[Collected data]
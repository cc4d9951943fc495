//! Sale configuration
//!
//! Loaded from TOML, then overridden from the environment:
//!
//! ```toml
//! name = "Meretrix"
//! symbol = "MRTX"
//! total_supply = 1000000
//! max_per_tx = 50000
//! ```
//!
//! Amounts above the TOML integer range may be written as decimal strings,
//! e.g. `total_supply = "170_141_183_460_469_231_731_687_303_715_884_105_727"`.
//!
//! `MERETRIX_TOTAL_SUPPLY` and `MERETRIX_MAX_PER_TX` take precedence over the
//! file.

use crate::errors::ConfigError;
use meretrix_types::{Amount, MAX_TOTAL_SUPPLY};
use serde::de::{self, Deserializer, Visitor};
use serde::{Deserialize, Serialize};
use std::fmt;
use std::fs;
use std::path::Path;
use tracing::{debug, info};

const DEFAULT_NAME: &str = "Meretrix";
const DEFAULT_SYMBOL: &str = "MRTX";
const DEFAULT_TOTAL_SUPPLY: Amount = 1_000_000;
const DEFAULT_MAX_PER_TX: Amount = 50_000;

pub const ENV_TOTAL_SUPPLY: &str = "MERETRIX_TOTAL_SUPPLY";
pub const ENV_MAX_PER_TX: &str = "MERETRIX_MAX_PER_TX";

/// Parameters fixed when a sale is created.
#[derive(Clone, Debug, PartialEq, Eq, Serialize, Deserialize)]
#[serde(default)]
pub struct SaleConfig {
    pub name: String,
    pub symbol: String,
    /// Units available for sale over the lifetime of the issuance
    #[serde(deserialize_with = "deserialize_amount")]
    pub total_supply: Amount,
    /// Largest amount a single purchase may request
    #[serde(deserialize_with = "deserialize_amount")]
    pub max_per_tx: Amount,
}

impl Default for SaleConfig {
    fn default() -> Self {
        Self {
            name: DEFAULT_NAME.to_string(),
            symbol: DEFAULT_SYMBOL.to_string(),
            total_supply: DEFAULT_TOTAL_SUPPLY,
            max_per_tx: DEFAULT_MAX_PER_TX,
        }
    }
}

impl SaleConfig {
    /// Parse a TOML document. Missing keys fall back to defaults.
    pub fn from_toml_str(content: &str) -> Result<Self, ConfigError> {
        Ok(toml::from_str(content)?)
    }

    /// Load configuration from TOML file
    pub fn from_file(path: impl AsRef<Path>) -> Result<Self, ConfigError> {
        let path = path.as_ref();
        let content = fs::read_to_string(path).map_err(|source| ConfigError::Io {
            path: path.display().to_string(),
            source,
        })?;
        debug!(target: "sale", "Loaded sale config from {}", path.display());
        Self::from_toml_str(&content)
    }

    /// File (or defaults), then environment overrides, then validation.
    pub fn load(path: Option<&Path>) -> Result<Self, ConfigError> {
        let mut config = match path {
            Some(path) => Self::from_file(path)?,
            None => Self::default(),
        };
        config.apply_env_overrides()?;
        config.validate()?;
        info!(
            target: "sale",
            "Sale config: {} ({}), total_supply={}, max_per_tx={}",
            config.name,
            config.symbol,
            config.total_supply,
            config.max_per_tx
        );
        Ok(config)
    }

    pub fn apply_env_overrides(&mut self) -> Result<(), ConfigError> {
        self.apply_overrides_from(|var| std::env::var(var).ok())
    }

    /// Apply overrides from an arbitrary variable lookup.
    pub fn apply_overrides_from<F>(&mut self, lookup: F) -> Result<(), ConfigError>
    where
        F: Fn(&str) -> Option<String>,
    {
        if let Some(value) = lookup(ENV_TOTAL_SUPPLY) {
            self.total_supply = parse_amount(ENV_TOTAL_SUPPLY, &value)?;
        }
        if let Some(value) = lookup(ENV_MAX_PER_TX) {
            self.max_per_tx = parse_amount(ENV_MAX_PER_TX, &value)?;
        }
        Ok(())
    }

    pub fn validate(&self) -> Result<(), ConfigError> {
        if self.name.trim().is_empty() {
            return Err(ConfigError::Invalid("name must not be empty".into()));
        }
        if self.symbol.trim().is_empty() {
            return Err(ConfigError::Invalid("symbol must not be empty".into()));
        }
        if self.total_supply == 0 || self.total_supply > MAX_TOTAL_SUPPLY {
            return Err(ConfigError::Invalid(format!(
                "total_supply must be in 1..={}, got {}",
                MAX_TOTAL_SUPPLY, self.total_supply
            )));
        }
        if self.max_per_tx == 0 {
            return Err(ConfigError::Invalid("max_per_tx must be greater than zero".into()));
        }
        Ok(())
    }
}

fn parse_amount(var: &'static str, value: &str) -> Result<Amount, ConfigError> {
    value
        .trim()
        .replace('_', "")
        .parse()
        .map_err(|_| ConfigError::InvalidEnv {
            var,
            value: value.to_string(),
        })
}

/// TOML integers stop at `i64::MAX`, so amounts also accept decimal strings.
fn deserialize_amount<'de, D>(deserializer: D) -> Result<Amount, D::Error>
where
    D: Deserializer<'de>,
{
    struct AmountVisitor;

    impl<'de> Visitor<'de> for AmountVisitor {
        type Value = Amount;

        fn expecting(&self, f: &mut fmt::Formatter) -> fmt::Result {
            f.write_str("a non-negative integer or a decimal string")
        }

        fn visit_u64<E: de::Error>(self, value: u64) -> Result<Amount, E> {
            Ok(Amount::from(value))
        }

        fn visit_i64<E: de::Error>(self, value: i64) -> Result<Amount, E> {
            u64::try_from(value)
                .map(Amount::from)
                .map_err(|_| E::custom(format!("amount must not be negative, got {value}")))
        }

        fn visit_u128<E: de::Error>(self, value: u128) -> Result<Amount, E> {
            Ok(value)
        }

        fn visit_str<E: de::Error>(self, value: &str) -> Result<Amount, E> {
            value
                .trim()
                .replace('_', "")
                .parse()
                .map_err(|_| E::custom(format!("invalid amount {value:?}")))
        }
    }

    deserializer.deserialize_any(AmountVisitor)
}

→ Exercise goal
Copy, from the data above, every line where the word "Loaded" appears.

→ Solution for this problem
//! Loaded from TOML, then overridden from the environment:
        debug!(target: "sale", "Loaded sale config from {}", path.display());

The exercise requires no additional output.